After two years of trying on our own, we went to a specialist. Since I wasn’t ovulating and my menstrual cycle was irregular, he suggested I scale back my workouts to a lower intensity for no more than 30 minutes a day. At first it was a hard prescription to swallow. Working out makes me feel good. It helped me deal with the stress of trying to conceive. However, I was willing to do whatever the doctor suggested if it meant bettering my chance of becoming a mother.
Once I cut back my workouts, my menstrual cycle became regular. I began to ovulate. Within six months, I was pregnant. Did cutting back the intensity of my workouts help? It’s hard to say if that was the determining factor.

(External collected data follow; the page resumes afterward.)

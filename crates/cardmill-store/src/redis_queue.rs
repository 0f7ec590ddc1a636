//! Redis-backed durable work queue.
//!
//! Layout under the queue namespace `{ns}`:
//!
//! - `{ns}:ids` — set of tracked identities (dedupe guard)
//! - `{ns}:pending` — list of ready job ids
//! - `{ns}:active` — list of claimed job ids (crash-recovery visibility)
//! - `{ns}:delayed` — zset of job ids scored by redelivery time (unix ms)
//! - `{ns}:attempts` — hash of delivery attempt counters
//! - `{ns}:completed` / `{ns}:failed` — bounded settle history; evicting
//!   the oldest entry frees its identity for reuse
//!
//! Delivery is at-least-once: a claim moves the id from pending to active,
//! and only settle or requeue removes it from active.

use std::time::Duration;

use async_trait::async_trait;
use chrono::Utc;
use redis::aio::ConnectionManager;
use redis::AsyncCommands;
use tracing::debug;

use cardmill_core::{defaults, Error, Result, SettleOutcome, WorkItem, WorkQueue};

fn store_err(e: redis::RedisError) -> Error {
    Error::Store(e.to_string())
}

/// Reserve the identity and push the pending item as one atomic unit.
/// Split commands could strand a reserved identity with no claimable work
/// if the process dies between them.
///
/// KEYS[1] = ids set, KEYS[2] = pending list, ARGV[1] = job id.
/// Returns 1 when enqueued, 0 when the identity was already tracked.
const ENQUEUE_SCRIPT: &str = r#"
if redis.call('SADD', KEYS[1], ARGV[1]) == 0 then
  return 0
end
redis.call('LPUSH', KEYS[2], ARGV[1])
return 1
"#;

/// Durable work queue backed by Redis lists and sorted sets.
#[derive(Clone)]
pub struct RedisWorkQueue {
    connection: ConnectionManager,
    namespace: String,
    completed_retain: usize,
    failed_retain: usize,
}

impl RedisWorkQueue {
    /// Connect to Redis at `url` under the given queue namespace.
    pub async fn connect(url: &str, namespace: impl Into<String>) -> Result<Self> {
        let client = redis::Client::open(url).map_err(store_err)?;
        let connection = ConnectionManager::new(client).await.map_err(store_err)?;
        Ok(Self {
            connection,
            namespace: namespace.into(),
            completed_retain: defaults::QUEUE_COMPLETED_RETAIN,
            failed_retain: defaults::QUEUE_FAILED_RETAIN,
        })
    }

    fn key(&self, part: &str) -> String {
        format!("{}:{}", self.namespace, part)
    }

    /// Move due delayed items onto the pending list.
    async fn promote_due(&self, conn: &mut ConnectionManager) -> Result<()> {
        let now = Utc::now().timestamp_millis();
        let due: Vec<String> = conn
            .zrangebyscore(self.key("delayed"), 0, now)
            .await
            .map_err(store_err)?;
        for job_id in due {
            // ZREM returning 0 means another worker already promoted it.
            let removed: i64 = conn
                .zrem(self.key("delayed"), &job_id)
                .await
                .map_err(store_err)?;
            if removed > 0 {
                let () = conn
                    .lpush(self.key("pending"), &job_id)
                    .await
                    .map_err(store_err)?;
                debug!(job_id, "Promoted delayed work item");
            }
        }
        Ok(())
    }

    /// Append to a bounded history list, evicting the oldest identity when
    /// the bound is exceeded.
    async fn record_history(
        &self,
        conn: &mut ConnectionManager,
        list: &str,
        retain: usize,
        job_id: &str,
    ) -> Result<()> {
        let key = self.key(list);
        let () = conn.lpush(&key, job_id).await.map_err(store_err)?;
        let len: usize = conn.llen(&key).await.map_err(store_err)?;
        if len > retain {
            let evicted: Option<String> = conn.rpop(&key, None).await.map_err(store_err)?;
            if let Some(old_id) = evicted {
                let () = conn
                    .srem(self.key("ids"), &old_id)
                    .await
                    .map_err(store_err)?;
                let () = conn
                    .hdel(self.key("attempts"), &old_id)
                    .await
                    .map_err(store_err)?;
            }
        }
        Ok(())
    }
}

#[async_trait]
impl WorkQueue for RedisWorkQueue {
    async fn enqueue(&self, job_id: &str) -> Result<()> {
        let mut conn = self.connection.clone();
        let added: i64 = redis::Script::new(ENQUEUE_SCRIPT)
            .key(self.key("ids"))
            .key(self.key("pending"))
            .arg(job_id)
            .invoke_async(&mut conn)
            .await
            .map_err(store_err)?;
        if added == 0 {
            return Err(Error::AlreadyQueued(job_id.to_string()));
        }
        debug!(job_id, "Enqueued work item");
        Ok(())
    }

    async fn claim_next(&self) -> Result<Option<WorkItem>> {
        let mut conn = self.connection.clone();
        self.promote_due(&mut conn).await?;

        let claimed: Option<String> = conn
            .rpoplpush(self.key("pending"), self.key("active"))
            .await
            .map_err(store_err)?;
        let Some(job_id) = claimed else {
            return Ok(None);
        };
        let attempt: i64 = conn
            .hincr(self.key("attempts"), &job_id, 1)
            .await
            .map_err(store_err)?;
        Ok(Some(WorkItem {
            job_id,
            attempt: attempt.max(1) as u32,
        }))
    }

    async fn requeue(&self, item: &WorkItem, delay: Duration) -> Result<()> {
        let mut conn = self.connection.clone();
        let () = conn
            .lrem(self.key("active"), 1, &item.job_id)
            .await
            .map_err(store_err)?;
        let due = Utc::now().timestamp_millis() + delay.as_millis() as i64;
        let () = conn
            .zadd(self.key("delayed"), &item.job_id, due)
            .await
            .map_err(store_err)?;
        debug!(job_id = %item.job_id, attempt = item.attempt, delay_ms = delay.as_millis() as u64, "Requeued work item");
        Ok(())
    }

    async fn settle(&self, item: &WorkItem, outcome: SettleOutcome) -> Result<()> {
        let mut conn = self.connection.clone();
        let () = conn
            .lrem(self.key("active"), 1, &item.job_id)
            .await
            .map_err(store_err)?;
        match outcome {
            SettleOutcome::Completed => {
                self.record_history(&mut conn, "completed", self.completed_retain, &item.job_id)
                    .await
            }
            SettleOutcome::Failed => {
                self.record_history(&mut conn, "failed", self.failed_retain, &item.job_id)
                    .await
            }
        }
    }
}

The great debate is whether long-distance running or high-intensity, long-duration activity and menstruation are related. Most physicians are undecided. A runner’s body weight, stress level, age and size are all factors. In addition, the runner’s menstrual cycle must be examined. Amenorrhea, or chronic missed periods, affects up to 44 percent of women who exercise. It’s especially common in long-distance runners, according to the American College of Sports Medicine.
Women with exercise-induced amenorrhea are estrogen deficient. Estrogen is one of the most important female hormones, and when there is too little of it, the health risks include infertility and osteoporosis, among other health issues.
On the flip side, not exercising at all can reduce your fertility. Women who don’t exercise, are overweight and have a higher BMI, are also at risk for having difficulty conceiving.
The key to optimal fertility appears to be finding a balance between too little exercise and too much. For each of us, that number is different.
If you have questions about your menstrual cycle or reproductive health, your best source of information is your physician.